Conservationists have additionally raised issues. Final 12 months, in response to Watts’ and Academia’s analysis, the Richmond Audubon Society asked Virginia state regulators to quickly droop the usage of giant fishing nets within the Chesapeake. Remy Moncrieffe, marine conservation coverage supervisor with the Nationwide Audubon Society, says the scenario within the Chesapeake reveals a scarcity of regard for the significance of menhaden in supporting different species. “These fish are actually necessary for the ecosystem, however it’s virtually like we don’t have the respect and the care we have to actually protect them,” he says. And there can be found choices for serving to shares rebound, he provides. Louisiana, for instance, in February applied a half-mile buffer zone alongside its coast the place menhaden can’t be commercially fished, after years of campaigning by conservationists and anglers. “These fish may be harvested sustainably,” Moncrieffe says.
Within the Chesapeake, practically all menhaden fishing is carried out by one firm: Omega Protein, which, by way of its fishing accomplice Ocean Harvesters, catches roughly 244 million menhaden a 12 months for discount into fish meal and fish oil.

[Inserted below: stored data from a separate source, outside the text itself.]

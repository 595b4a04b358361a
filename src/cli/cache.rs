//! Cache command handlers

use crate::auth::{provider_from_config, StaticToken, TokenProvider};
use crate::chat::Notice;
use crate::cli::output::{format_cache_stats_table, format_vector_info_table, to_json};
use crate::cli::AdminArgs;
use crate::client::ApiClient;
use crate::config::ParleyConfig;
use colored::Colorize;

type CliResult = Result<String, Box<dyn std::error::Error>>;

/// Resolve the admin token: `--token` first, then the configured provider.
async fn admin_token(args: &AdminArgs, config: &ParleyConfig) -> Result<String, Box<dyn std::error::Error>> {
    let provider: Box<dyn TokenProvider> = match &args.token {
        Some(token) => Box::new(StaticToken::new(token.clone())),
        None => provider_from_config(&config.auth),
    };
    tracing::debug!(provider = provider.name(), "Resolving admin token");
    Ok(provider.token().await?)
}

/// Admin endpoints report some failures as `{"status": "error", "error": ...}` with a 200.
fn body_error(error: Option<&str>) -> Result<(), Box<dyn std::error::Error>> {
    match error.filter(|e| !e.trim().is_empty()) {
        Some(e) => Err(format!("Server reported an error: {}", e).into()),
        None => Ok(()),
    }
}

/// Handle `parley cache stats`
pub async fn handle_cache_stats(args: &AdminArgs, config: &ParleyConfig) -> CliResult {
    let token = admin_token(args, config).await?;
    let stats = ApiClient::new(&config.api).cache_stats(&token).await?;
    body_error(stats.error.as_deref())?;

    if args.json {
        Ok(to_json(&stats)?)
    } else {
        Ok(format_cache_stats_table(&stats))
    }
}

/// Handle `parley cache clear`
pub async fn handle_cache_clear(args: &AdminArgs, config: &ParleyConfig) -> CliResult {
    let token = admin_token(args, config).await?;
    let ack = ApiClient::new(&config.api).clear_caches(&token).await?;
    body_error(ack.error.as_deref())?;

    if args.json {
        return Ok(to_json(&ack)?);
    }
    let message = ack
        .message
        .unwrap_or_else(|| config.chat.locale.text(Notice::CacheCleared));
    Ok(format!("{} {}", "✓".green(), message))
}

/// Handle `parley cache cleanup`
pub async fn handle_cache_cleanup(args: &AdminArgs, config: &ParleyConfig) -> CliResult {
    let token = admin_token(args, config).await?;
    let result = ApiClient::new(&config.api).cleanup_caches(&token).await?;
    body_error(result.error.as_deref())?;

    if args.json {
        return Ok(to_json(&result)?);
    }
    Ok(format!(
        "{} Removed {} expired {}",
        "✓".green(),
        result.removed,
        if result.removed == 1 { "entry" } else { "entries" }
    ))
}

/// Handle `parley cache vector-info`
pub async fn handle_vector_info(args: &AdminArgs, config: &ParleyConfig) -> CliResult {
    let token = admin_token(args, config).await?;
    let info = ApiClient::new(&config.api).vector_cache_info(&token).await?;
    body_error(info.error.as_deref())?;

    if args.json {
        Ok(to_json(&info)?)
    } else {
        Ok(format_vector_info_table(&info.vector_cache_info))
    }
}

#[cfg(test)]
mod tests {
    use super::*;
    use crate::cli::ConnectionArgs;
    use mockito::Server;
    use std::path::PathBuf;

    fn admin_args(json: bool) -> AdminArgs {
        AdminArgs {
            json,
            token: Some("test-token".to_string()),
            connection: ConnectionArgs {
                config: PathBuf::from("parley.toml"),
                base_url: None,
                timeout: None,
                log_level: None,
            },
        }
    }

    fn config_for(url: String) -> ParleyConfig {
        let mut config = ParleyConfig::default();
        config.api.base_url = url;
        config
    }

    #[tokio::test]
    async fn test_cache_clear_twice() {
        let mut server = Server::new_async().await;
        let mock = server
            .mock("POST", "/admin/cache/clear")
            .match_header("authorization", "Bearer test-token")
            .with_status(200)
            .with_header("content-type", "application/json")
            .with_body(r#"{"message":"All caches cleared","status":"success"}"#)
            .expect(2)
            .create_async()
            .await;

        let config = config_for(server.url());
        let first = handle_cache_clear(&admin_args(false), &config).await.unwrap();
        let second = handle_cache_clear(&admin_args(false), &config).await.unwrap();

        mock.assert_async().await;
        assert!(first.contains("All caches cleared"));
        assert!(second.contains("All caches cleared"));
    }

    #[tokio::test]
    async fn test_cache_stats_error_body_is_failure() {
        let mut server = Server::new_async().await;
        let _mock = server
            .mock("GET", "/admin/cache/stats")
            .with_status(200)
            .with_header("content-type", "application/json")
            .with_body(r#"{"error":"redis unavailable","status":"error"}"#)
            .create_async()
            .await;

        let err = handle_cache_stats(&admin_args(false), &config_for(server.url()))
            .await
            .unwrap_err();
        assert!(err.to_string().contains("redis unavailable"));
    }

    #[tokio::test]
    async fn test_cache_cleanup_reports_count() {
        let mut server = Server::new_async().await;
        let _mock = server
            .mock("POST", "/admin/cache/cleanup")
            .with_status(200)
            .with_header("content-type", "application/json")
            .with_body(r#"{"removed_count":3,"status":"success"}"#)
            .create_async()
            .await;

        let output = handle_cache_cleanup(&admin_args(false), &config_for(server.url()))
            .await
            .unwrap();
        assert!(output.contains("Removed 3 expired entries"));
    }

    #[tokio::test]
    async fn test_vector_info_json() {
        let mut server = Server::new_async().await;
        let _mock = server
            .mock("GET", "/admin/vector-cache/info")
            .with_status(200)
            .with_header("content-type", "application/json")
            .with_body(r#"{"vector_cache_info":{"cached_documents":8},"status":"success"}"#)
            .create_async()
            .await;

        let output = handle_vector_info(&admin_args(true), &config_for(server.url()))
            .await
            .unwrap();
        let parsed: serde_json::Value = serde_json::from_str(&output).unwrap();
        assert_eq!(parsed["vector_cache_info"]["cached_documents"], 8);
    }

    #[tokio::test]
    async fn test_missing_token_names_variable() {
        let mut args = admin_args(false);
        args.token = None;
        let mut config = config_for("http://127.0.0.1:9".to_string());
        config.auth.token_env = "PARLEY_TEST_NO_SUCH_TOKEN".to_string();

        let err = handle_cache_stats(&args, &config).await.unwrap_err();
        assert!(err.to_string().contains("PARLEY_TEST_NO_SUCH_TOKEN"));
    }
}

In an announcement to Audubon, Omega Protein stated that the menhaden fishery has lengthy been attacked by these “who refuse to just accept the science-based conclusions of revered authorities businesses and impartial evaluation our bodies.” The corporate additionally pointed to the Marine Stewardship Council’s 2019 certification of the menhaden fishery as sustainable.
Referring to the Osprey analysis, the corporate famous that it hasn’t fished in Mobjack Bay in a long time, and that regulators have already lowered menhaden harvesting within the Chesapeake Bay to lower than one-third of historic ranges for precautionary causes. The corporate additionally stated there are a lot of potential explanations for nest failures in Mobjack Bay. “Instantly linking the decline in Osprey populations to the provision of menhaden isn’t supported by any obtainable proof,” the assertion stated.
Watts and Academia disagree, they usually’re as soon as once more cruising the Chesapeake to assemble extra knowledge. Together with monitoring reproductive success, this season they plan to watch how a lot time male Ospreys spend attempting to find fish, as an indicator for the abundance of menhaden. In the meantime, authorized efforts to restrict the menhaden harvest proceed. Whereas Virginia’s fisheries regulator denied the anglers’ petition, their lawsuit remains to be transferring by way of the courts.
Given the scale of the inhabitants, the Chesapeake Bay’s Ospreys are usually not in rapid jeopardy, Watts says. However the inhabitants is vulnerable to long-term decline, he provides, and there’s cause for concern about different species for which the Osprey serves as a sentinel, similar to Northern Gannets, Brown Pelicans, and Nice Blue Herons. “If Osprey are doing this poorly,” he says, “what’s occurring with every thing else?”
It’s too early to say how Ospreys will fare this nesting season. However it’s clear that, as they’ve previously, the birds are signaling that one thing, someplace within the Chesapeake’s ecosystem, must be fastened.